Stage 1 — Tokenize. The model can't read letters. The first thing that happens is your sentence gets chopped into tokens — chunks of text, usually a word or a fragment of a word, that the model was taught to recognize as atomic units. "How", " many", " strawberry" might each be a token; longer or rarer words get split into pieces. Crucially, the model now sees chunks, not letters — remember this; it's the whole reason the strawberry question is hard for it.
Stage 2 — Embed. Each token is turned into a long list of numbers — a vector, which is just a coordinate that places the token somewhere in a vast "meaning-space." Tokens with similar meanings land near each other. The word is gone; a position in space has replaced it.
Stage 3 — Attention / Transformer. Now the model lets every token look at every other token and decide which ones matter for understanding it. This is attention, and it's the engine. "r's" looks back at "strawberry" and "how many" to figure out what's being counted. This happens in stacked layers, each one refining the picture.
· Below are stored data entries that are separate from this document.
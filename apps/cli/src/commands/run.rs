//! Run command implementation.
//!
//! Executes a plan and prints a per-host summary.

use crate::colors::{artifact_tone, outcome_tone, step_tone, task_tone};
use anyhow::Context;
use colored::Colorize;
use comfy_table::{Cell, Table};
use fleetbench_core::FleetConfig;
use fleetbench_orchestrator::{
    Driver, DriverOptions, Preflight, RunReport, TaskStatus, TransportRouter,
};
use std::path::{Path, PathBuf};
use std::sync::Arc;
use tokio_util::sync::CancellationToken;
use tracing::{error, warn};

/// Arguments of `fleetbench run`.
#[derive(Debug, Clone)]
pub struct RunArgs {
    pub plan: PathBuf,
    pub group: Option<String>,
    pub dry_run: bool,
    pub inventory: Option<PathBuf>,
    pub output_dir: Option<PathBuf>,
    pub report: Option<PathBuf>,
    pub json: bool,
}

/// Execute the run command, returning the process exit code.
pub async fn execute(args: RunArgs, config: &FleetConfig) -> anyhow::Result<i32> {
    let (plan, inventory) = super::load_plan(&args.plan, args.inventory.as_deref())?;
    let options = DriverOptions {
        dry_run: args.dry_run,
        limit: super::parse_selector(args.group.as_deref())?,
        output_dir: args
            .output_dir
            .or_else(|| config.output_dir.clone())
            .unwrap_or_else(|| PathBuf::from("results")),
    };
    let output_dir = options.output_dir.clone();

    let transport = Arc::new(TransportRouter::new(&config.ssh));
    let driver = Driver::new(plan, inventory, config, transport, options)?;

    if !args.json {
        println!("{}", "fleetbench run".bold().cyan());
        println!();
        println!("  {} Plan: {}", "•".dimmed(), driver.plan().name.cyan());
        println!("  {} Run: {}", "•".dimmed(), driver.run_id().dimmed());
        if let Some(group) = &args.group {
            println!("  {} Group: {}", "•".dimmed(), group.cyan());
        }
        if !args.dry_run {
            println!(
            "  {} Output: {}",
            "•".dimmed(),
            output_dir.display().to_string().dimmed()
        );
        }
        println!();
    }

    let cancel = CancellationToken::new();
    let interrupt = {
        let cancel = cancel.clone();
        tokio::spawn(async move {
            if tokio::signal::ctrl_c().await.is_ok() {
                warn!("Interrupted, stopping running jobs");
                cancel.cancel();
            }
        })
    };
    let result = driver.run(&cancel).await;
    interrupt.abort();
    let report = result?;

    if let Some(path) = &args.report
        && let Err(e) = write_report(&report, path)
    {
        error!("Report not written: {:#}", e);
    }

    if args.json {
        println!("{}", serde_json::to_string_pretty(&report)?);
    } else if let Some(preflight) = &report.preflight {
        print_preflight(preflight);
    } else {
        print_report(&report);
    }

    Ok(report.exit_code())
}

fn write_report(report: &RunReport, path: &Path) -> anyhow::Result<()> {
    let json = serde_json::to_string_pretty(report)?;
    std::fs::write(path, json)
        .with_context(|| format!("Failed to write report to {}", path.display()))
}

fn print_preflight(preflight: &Preflight) {
    println!("{}", "Dry run, no host was contacted".yellow());
    for step in &preflight.steps {
        println!();
        println!(
            "{} {}",
            step.step.bold(),
            format!("({}, {})", step.phase, step.concurrency).dimmed()
        );
        if step.hosts.is_empty() {
            println!("  {}", "no hosts selected".dimmed());
        }
        for host in &step.hosts {
            println!("  {} {}", host.host.cyan(), format!("[{}]", host.address).dimmed());
            for command in &host.commands {
                let when = command
                    .when
                    .as_ref()
                    .map(|w| format!(" when {}", w))
                    .unwrap_or_default();
                println!(
                    "    {} {}{}",
                    format!("{} ({}):", command.task, command.mode).dimmed(),
                    command.command,
                    when.dimmed()
                );
            }
        }
    }

    if !preflight.artifacts.is_empty() {
        println!();
        println!("{}", "Artifacts".bold());
        for artifact in &preflight.artifacts {
            println!(
                "  {} {}:{} -> {}",
                "•".dimmed(),
                artifact.host.cyan(),
                artifact.remote_path,
                artifact.local_name
            );
        }
    }
    for host in &preflight.uncontacted_hosts {
        println!("  {} Host '{}' is not used by any step", "!".yellow(), host);
    }
}

fn print_report(report: &RunReport) {
    let mut steps = Table::new();
    steps.set_header(vec!["Step", "Phase", "Hosts", "Status", "Duration"]);
    for step in &report.steps {
        steps.add_row(vec![
            Cell::new(&step.step),
            Cell::new(step.phase.to_string()),
            Cell::new(step.hosts.len()),
            Cell::new(step.status.to_string()).fg(step_tone(step.status).cell()),
            Cell::new(format!("{:.1}s", step.duration.as_secs_f64())),
        ]);
    }
    println!("{steps}");
    println!();

    let mut hosts = Table::new();
    hosts.set_header(vec![
        "Host",
        "Ok",
        "Failed",
        "Skipped",
        "Timed out",
        "Unreachable",
        "Abandoned",
        "Artifacts",
        "Result",
    ]);
    for summary in report.host_summaries() {
        let verdict = summary.verdict();
        hosts.add_row(vec![
            Cell::new(&summary.host),
            Cell::new(summary.ok),
            Cell::new(summary.failed),
            Cell::new(summary.skipped),
            Cell::new(summary.timed_out),
            Cell::new(summary.unreachable),
            Cell::new(summary.abandoned),
            Cell::new(format!(
                "{}/{}",
                summary.artifacts_collected,
                summary.artifacts_collected + summary.artifacts_missing
            )),
            Cell::new(verdict.to_string()).fg(task_tone(verdict).cell()),
        ]);
    }
    println!("{hosts}");

    let problems: Vec<_> = report
        .steps
        .iter()
        .flat_map(|s| s.results())
        .filter(|r| !matches!(r.status, TaskStatus::Ok | TaskStatus::Skipped))
        .collect();
    if !problems.is_empty() {
        println!();
        println!("{}", "Problems".bold());
        for result in problems {
            let detail = result
                .message
                .clone()
                .or_else(|| result.exit_code.map(|code| format!("exit code {}", code)))
                .unwrap_or_default();
            println!(
                "  {} {} {}: {} {}",
                "•".dimmed(),
                result.host.cyan(),
                result.task,
                result.status.to_string().color(task_tone(result.status).text()),
                detail.dimmed()
            );
        }
    }

    if !report.artifacts.is_empty() {
        println!();
        println!("{}", "Artifacts".bold());
        for record in &report.artifacts {
            let location = record
                .local_path
                .as_ref()
                .map_or_else(|| record.remote_path.clone(), |p| p.display().to_string());
            println!(
                "  {} {} {}: {} {}",
                "•".dimmed(),
                record.host.cyan(),
                record.artifact,
                record.status.to_string().color(artifact_tone(record.status).text()),
                location.dimmed()
            );
        }
    }

    println!();
    if let Some(reason) = &report.abort_reason {
        println!("  {} Aborted: {}", "!".red(), reason);
    }
    println!(
        "  Outcome: {} (exit {})",
        report.outcome.to_string().color(outcome_tone(report.outcome).text()).bold(),
        report.exit_code()
    );
}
Stage 4 — Predict. After all that looking-around, the model produces one thing and one thing only: a giant ranked list of every possible next token, each with a probability. It is, at heart, the world's most sophisticated autocomplete. For our prompt, the top candidates might be "There", "The", "Straw…", each with a score.
Stage 5 — Sample. From that ranked list, the model samples — picks one token. How adventurously it picks is controlled by a dial called temperature (we'll play with it later). Pick the safe top choice, or roll the dice on a lower-ranked one.
Stage 6 — Output, then loop. The chosen token is shown to you, then appended to the input, and the whole pipeline runs again to pick the next token. And again. One token at a time, looping, until it produces a special "I'm done" token. That streaming you see in a chat window? That's this loop, live.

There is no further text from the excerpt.